By analyzing existing cross correlation between Regeneron Pharmaceuticals and Sarepta Therapeutics, you can compare the effects of market volatilities on Regeneron Pharmaceuticals and Sarepta Therapeutics and check how they will diversify away market risk if combined in the same portfolio for a given time horizon. You can also utilize pair trading strategies of matching a long position in Regeneron Pharmaceuticals with a short position of Sarepta Therapeutics. Check out your portfolio center. Please also check ongoing floating volatility patterns of Regeneron Pharmaceuticals and Sarepta Therapeutics.
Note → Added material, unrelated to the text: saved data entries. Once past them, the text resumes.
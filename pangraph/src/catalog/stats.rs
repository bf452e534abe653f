// Copyright (c) 2024-2025 DeepGraph Inc.
// SPDX-License-Identifier: Apache-2.0
//
//! Graph statistics backing the cardinality estimates
//!
//! Per-table tuple counts collected by the storage layer. The planner only
//! reads these; collection and maintenance live with the catalog.

use serde::{Deserialize, Serialize};
use std::collections::HashMap;

use crate::graph::TableId;

/// Statistics about data distribution used during planning.
#[derive(Debug, Clone, Default, Serialize, Deserialize)]
pub struct GraphStatistics {
    /// Tuple count per node table.
    node_table_cardinalities: HashMap<TableId, u64>,
    /// Tuple count per relationship table.
    rel_table_cardinalities: HashMap<TableId, u64>,
}

impl GraphStatistics {
    pub fn new() -> Self {
        Self::default()
    }

    pub fn set_node_table_cardinality(&mut self, table: TableId, cardinality: u64) {
        self.node_table_cardinalities.insert(table, cardinality);
    }

    pub fn set_rel_table_cardinality(&mut self, table: TableId, cardinality: u64) {
        self.rel_table_cardinalities.insert(table, cardinality);
    }

    /// Tuple count of one node table; unknown tables report a single
    /// tuple so downstream ratios stay finite.
    pub fn node_table_cardinality(&self, table: TableId) -> u64 {
        self.node_table_cardinalities.get(&table).copied().unwrap_or(1)
    }

    pub fn rel_table_cardinality(&self, table: TableId) -> u64 {
        self.rel_table_cardinalities.get(&table).copied().unwrap_or(1)
    }

    /// Total tuple count over all node tables.
    pub fn total_node_count(&self) -> u64 {
        self.node_table_cardinalities.values().sum()
    }
}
Diversification Opportunities for Regeneron Pharmaceuticals and Sarepta Therapeutics
0.74 | Correlation Coefficient |
Poor diversification
The 3 months correlation between Regeneron and Sarepta is 0.74. Overlapping area represents the amount of risk that can be diversified away by holding Regeneron Pharmaceuticals and Sarepta Therapeutics in the same portfolio, assuming nothing else is changed. The correlation between historical prices or returns on Sarepta Therapeutics and Regeneron Pharmaceuticals is a relative statistical measure of the degree to which these equity instruments tend to move together. The correlation coefficient measures the extent to which returns on Regeneron Pharmaceuticals are associated (or correlated) with Sarepta Therapeutics. Values of the correlation coefficient range from -1 to +1, where. The correlation of zero (0) is possible when the price movement of Sarepta Therapeutics has no effect on the direction of Regeneron Pharmaceuticals i.e., Regeneron Pharmaceuticals and Sarepta Therapeutics go up and down completely randomly.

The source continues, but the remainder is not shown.